#### [WORK ITEM]
The entries below hold a line with "pub fn run_non_blocking<T, F>(&self, task: F)" and a line with "the worker finishes.". Return those lines and all that lie between them, exactly and only.

#### [EXTRACTED MATERIAL]
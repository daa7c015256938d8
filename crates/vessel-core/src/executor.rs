//! Task execution on the event loop and on the blocking worker pool.
//!
//! [`WorkerExecutor`] submits closures either to the event loop
//! ([`run_non_blocking`](WorkerExecutor::run_non_blocking)) or to the bounded
//! blocking pool ([`run_blocking`](WorkerExecutor::run_blocking)). In both
//! cases the returned [`AsyncHandle`] is completed from the event loop, so
//! continuations never run on a worker thread.
//!
//! [`EventLoop`] owns a dedicated single-threaded Tokio runtime whose blocking
//! pool is sized by [`ExecutorConfig::worker_pool_size`].

use std::future::Future;
use std::panic::{self, AssertUnwindSafe};
use std::sync::Arc;
use std::sync::atomic::{AtomicU64, Ordering};
use std::thread::JoinHandle;
use std::time::Duration;

use tokio::runtime::{Builder, Handle};
use tokio_util::sync::CancellationToken;
use tracing::{debug, info, warn};

use crate::error::{BoxError, Cause, TaskError, cause, panic_message};
use crate::handle::AsyncHandle;

const DEFAULT_WORKER_POOL_SIZE: usize = 20;
const SHUTDOWN_GRACE: Duration = Duration::from_secs(2);

// =============================================================================
// Configuration & Statistics
// =============================================================================

/// Settings for a dedicated [`EventLoop`].
#[derive(Debug, Clone)]
pub struct ExecutorConfig {
    /// Maximum number of threads in the blocking worker pool.
    pub worker_pool_size: usize,
    /// Name of the event-loop thread.
    pub thread_name: String,
}

impl Default for ExecutorConfig {
    fn default() -> Self {
        Self {
            worker_pool_size: DEFAULT_WORKER_POOL_SIZE,
            thread_name: "vessel-event-loop".to_string(),
        }
    }
}

#[derive(Debug, Default)]
struct Counters {
    non_blocking: AtomicU64,
    blocking: AtomicU64,
    completed: AtomicU64,
    failed: AtomicU64,
}

impl Counters {
    fn record<T>(&self, outcome: &Result<T, Cause>) {
        match outcome {
            Ok(_) => self.completed.fetch_add(1, Ordering::Relaxed),
            Err(_) => self.failed.fetch_add(1, Ordering::Relaxed),
        };
    }
}

/// Snapshot of executor activity.
#[derive(Debug, Clone, Copy, Default, PartialEq, Eq)]
pub struct ExecutorStats {
    pub non_blocking_submitted: u64,
    pub blocking_submitted: u64,
    pub completed: u64,
    pub failed: u64,
}

// =============================================================================
// WorkerExecutor
// =============================================================================

/// Schedules tasks on the event loop or the blocking worker pool.
///
/// Cloning is cheap; clones share the same runtime and statistics.
#[derive(Clone)]
pub struct WorkerExecutor {
    handle: Handle,
    counters: Arc<Counters>,
}

impl WorkerExecutor {
    /// Creates an executor bound to the given runtime.
    pub fn new(handle: Handle) -> Self {
        Self {
            handle,
            counters: Arc::new(Counters::default()),
        }
    }

    /// Creates an executor bound to the current runtime.
    ///
    /// # Panics
    ///
    /// Panics when called outside of a Tokio runtime.
    pub fn current() -> Self {
        Self::new(Handle::current())
    }

    /// Returns the runtime handle tasks are scheduled on.
    pub fn handle(&self) -> &Handle {
        &self.handle
    }

    /// Runs `task` on the event loop.
    ///
    /// The task must not block. Errors and panics complete the handle with a
    /// failure.
    pub fn run_non_blocking<T, F>(&self, task: F) -> AsyncHandle<T>
    where
        T: Send + Sync + 'static,
        F: FnOnce() -> Result<T, BoxError> + Send + 'static,
    {
        self.counters.non_blocking.fetch_add(1, Ordering::Relaxed);
        let (handle, completer) = AsyncHandle::pending();
        let counters = Arc::clone(&self.counters);
        self.handle.spawn(async move {
            let outcome = run_guarded(task);
            counters.record(&outcome);
            completer.complete(outcome);
        });
        handle
    }

    /// Runs `task` on the blocking worker pool.
    ///
    /// The handle is completed from the event loop once the worker finishes.
    pub fn run_blocking<T, F>(&self, task: F) -> AsyncHandle<T>
    where
        T: Send + Sync + 'static,
        F: FnOnce() -> Result<T, BoxError> + Send + 'static,
    {
        self.counters.blocking.fetch_add(1, Ordering::Relaxed);
        let (handle, completer) = AsyncHandle::pending();
        let counters = Arc::clone(&self.counters);
        let runtime = self.handle.clone();
        self.handle.spawn(async move {
            let outcome = match runtime.spawn_blocking(move || run_guarded(task)).await {
                Ok(outcome) => outcome,
                Err(e) => {
                    warn!(error = %e, "Blocking task did not run to completion");
                    Err(cause(TaskError::Cancelled))
                }
            };
            counters.record(&outcome);
            completer.complete(outcome);
        });
        handle
    }

    /// Runs a future on the event loop and exposes its result as a handle.
    pub fn run_async<T, Fut>(&self, future: Fut) -> AsyncHandle<T>
    where
        T: Send + Sync + 'static,
        Fut: Future<Output = Result<T, BoxError>> + Send + 'static,
    {
        self.counters.non_blocking.fetch_add(1, Ordering::Relaxed);
        let (handle, completer) = AsyncHandle::pending();
        let counters = Arc::clone(&self.counters);
        self.handle.spawn(async move {
            let outcome = future.await.map_err(Cause::from);
            counters.record(&outcome);
            completer.complete(outcome);
        });
        handle
    }

    /// Returns a snapshot of submission and completion counts.
    pub fn stats(&self) -> ExecutorStats {
        ExecutorStats {
            non_blocking_submitted: self.counters.non_blocking.load(Ordering::Relaxed),
            blocking_submitted: self.counters.blocking.load(Ordering::Relaxed),
            completed: self.counters.completed.load(Ordering::Relaxed),
            failed: self.counters.failed.load(Ordering::Relaxed),
        }
    }
}

impl std::fmt::Debug for WorkerExecutor {
    fn fmt(&self, f: &mut std::fmt::Formatter<'_>) -> std::fmt::Result {
        f.debug_struct("WorkerExecutor")
            .field("stats", &self.stats())
            .finish()
    }
}

fn run_guarded<T, F>(task: F) -> Result<T, Cause>
where
    F: FnOnce() -> Result<T, BoxError>,
{
    match panic::catch_unwind(AssertUnwindSafe(task)) {
        Ok(result) => result.map_err(Cause::from),
        Err(payload) => Err(cause(TaskError::Panicked(panic_message(payload.as_ref())))),
    }
}

// =============================================================================
// EventLoop
// =============================================================================

/// A dedicated event-loop thread with its own bounded blocking pool.
///
/// Dropping the loop cancels it and joins the thread.
pub struct EventLoop {
    executor: WorkerExecutor,
    shutdown: CancellationToken,
    thread: Option<JoinHandle<()>>,
}

impl EventLoop {
    /// Starts the event-loop thread.
    pub fn spawn(config: &ExecutorConfig) -> std::io::Result<Self> {
        let pool_size = config.worker_pool_size.max(1);
        let runtime = Builder::new_current_thread()
            .enable_all()
            .max_blocking_threads(pool_size)
            .thread_name(format!("{}-worker", config.thread_name))
            .build()?;

        let executor = WorkerExecutor::new(runtime.handle().clone());
        let shutdown = CancellationToken::new();
        let token = shutdown.clone();

        let thread = std::thread::Builder::new()
            .name(config.thread_name.clone())
            .spawn(move || {
                runtime.block_on(token.cancelled());
                runtime.shutdown_timeout(SHUTDOWN_GRACE);
            })?;

        info!(
            thread = %config.thread_name,
            worker_pool_size = pool_size,
            "Event loop started"
        );

        Ok(Self {
            executor,
            shutdown,
            thread: Some(thread),
        })
    }

    /// Returns an executor bound to this loop.
    pub fn executor(&self) -> &WorkerExecutor {
        &self.executor
    }

    /// Stops the loop and waits for its thread to exit.
    pub fn shutdown(mut self) {
        self.stop();
    }

    fn stop(&mut self) {
        let Some(thread) = self.thread.take() else {
            return;
        };
        self.shutdown.cancel();
        if thread.join().is_err() {
            warn!("Event loop thread panicked during shutdown");
        } else {
            debug!("Event loop stopped");
        }
    }
}

impl Drop for EventLoop {
    fn drop(&mut self) {
        self.stop();
    }
}

impl std::fmt::Debug for EventLoop {
    fn fmt(&self, f: &mut std::fmt::Formatter<'_>) -> std::fmt::Result {
        f.debug_struct("EventLoop")
            .field("running", &self.thread.is_some())
            .finish()
    }
}

#[cfg(test)]
mod tests {
    use std::sync::Mutex;
    use std::thread::ThreadId;

    use super::*;

    #[derive(Debug, thiserror::Error)]
    #[error("task failed")]
    struct Failure;

    #[tokio::test]
    async fn test_run_non_blocking_success() {
        let executor = WorkerExecutor::current();
        let handle = executor.run_non_blocking(|| Ok(40 + 2));

        assert_eq!(handle.wait().await.unwrap(), 42);
        let stats = executor.stats();
        assert_eq!(stats.non_blocking_submitted, 1);
        assert_eq!(stats.blocking_submitted, 0);
        assert_eq!(stats.completed, 1);
    }

    #[tokio::test]
    async fn test_run_blocking_captures_error() {
        let executor = WorkerExecutor::current();
        let handle: AsyncHandle<()> = executor.run_blocking(|| Err(Failure.into()));

        let cause = handle.wait().await.unwrap_err();
        assert!(cause.downcast_ref::<Failure>().is_some());
        assert_eq!(executor.stats().failed, 1);
    }

    #[tokio::test]
    async fn test_run_blocking_captures_panic() {
        let executor = WorkerExecutor::current();
        let handle: AsyncHandle<()> = executor.run_blocking(|| panic!("worker exploded"));

        let cause = handle.wait().await.unwrap_err();
        match cause.downcast_ref::<TaskError>() {
            Some(TaskError::Panicked(message)) => assert_eq!(message, "worker exploded"),
            other => panic!("unexpected cause: {other:?}"),
        }
    }

    #[tokio::test]
    async fn test_run_async() {
        let executor = WorkerExecutor::current();
        let handle = executor.run_async(async { Ok("async") });
        assert_eq!(handle.wait().await.unwrap(), "async");
    }

    #[test]
    fn test_event_loop_completes_on_loop_thread() {
        let event_loop = EventLoop::spawn(&ExecutorConfig {
            worker_pool_size: 2,
            thread_name: "test-loop".into(),
        })
        .unwrap();
        let executor = event_loop.executor().clone();

        let worker_thread = Arc::new(Mutex::new(None::<ThreadId>));
        let seen = Arc::clone(&worker_thread);
        let (go_tx, go_rx) = std::sync::mpsc::channel::<()>();
        let handle = executor.run_blocking(move || {
            go_rx.recv()?;
            *seen.lock().unwrap() = Some(std::thread::current().id());
            Ok(())
        });

        let (tx, rx) = std::sync::mpsc::channel();
        handle.when_complete(move |_| {
            let _ = tx.send(std::thread::current().name().map(str::to_owned));
        });
        go_tx.send(()).unwrap();

        let completion_thread = rx.recv_timeout(Duration::from_secs(5)).unwrap();
        assert_eq!(completion_thread.as_deref(), Some("test-loop"));
        assert!(worker_thread.lock().unwrap().is_some());
        assert_ne!(
            *worker_thread.lock().unwrap(),
            Some(std::thread::current().id())
        );
        event_loop.shutdown();
    }

    fn assert_cancelled<T: std::fmt::Debug>(outcome: Result<T, Cause>) {
        match outcome {
            Err(cause) => assert!(matches!(
                cause.downcast_ref::<TaskError>(),
                Some(TaskError::Cancelled)
            )),
            Ok(value) => panic!("expected cancellation, got {value:?}"),
        }
    }

    #[tokio::test]
    async fn test_work_submitted_after_shutdown_is_cancelled() {
        let event_loop = EventLoop::spawn(&ExecutorConfig {
            worker_pool_size: 1,
            thread_name: "stopped-loop".into(),
        })
        .unwrap();
        let executor = event_loop.executor().clone();
        event_loop.shutdown();

        let non_blocking = executor.run_non_blocking(|| Ok(1));
        let blocking = executor.run_blocking(|| Ok(2));
        let asynchronous = executor.run_async(async { Ok(3) });

        let wait = Duration::from_secs(1);
        assert_cancelled(tokio::time::timeout(wait, non_blocking.wait()).await.unwrap());
        assert_cancelled(tokio::time::timeout(wait, blocking.wait()).await.unwrap());
        assert_cancelled(tokio::time::timeout(wait, asynchronous.wait()).await.unwrap());
    }

    #[test]
    fn test_queued_work_is_cancelled_by_shutdown() {
        let event_loop = EventLoop::spawn(&ExecutorConfig {
            worker_pool_size: 1,
            thread_name: "draining-loop".into(),
        })
        .unwrap();
        let executor = event_loop.executor().clone();

        let handle = executor.run_async(std::future::pending::<Result<(), BoxError>>());
        let (tx, rx) = std::sync::mpsc::channel();
        handle.when_complete(move |outcome| {
            let _ = tx.send(outcome.is_err());
        });
        event_loop.shutdown();

        assert!(rx.recv_timeout(Duration::from_secs(5)).unwrap());
        assert!(matches!(
            handle.cause().and_then(|c| c.downcast_ref::<TaskError>()),
            Some(TaskError::Cancelled)
        ));
    }
}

#### [YOUR RESPONSE]
    pub fn run_non_blocking<T, F>(&self, task: F) -> AsyncHandle<T>
    where
        T: Send + Sync + 'static,
        F: FnOnce() -> Result<T, BoxError> + Send + 'static,
    {
        self.counters.non_blocking.fetch_add(1, Ordering::Relaxed);
        let (handle, completer) = AsyncHandle::pending();
        let counters = Arc::clone(&self.counters);
        self.handle.spawn(async move {
            let outcome = run_guarded(task);
            counters.record(&outcome);
            completer.complete(outcome);
        });
        handle
    }

    /// Runs `task` on the blocking worker pool.
    ///
    /// The handle is completed from the event loop once the worker finishes.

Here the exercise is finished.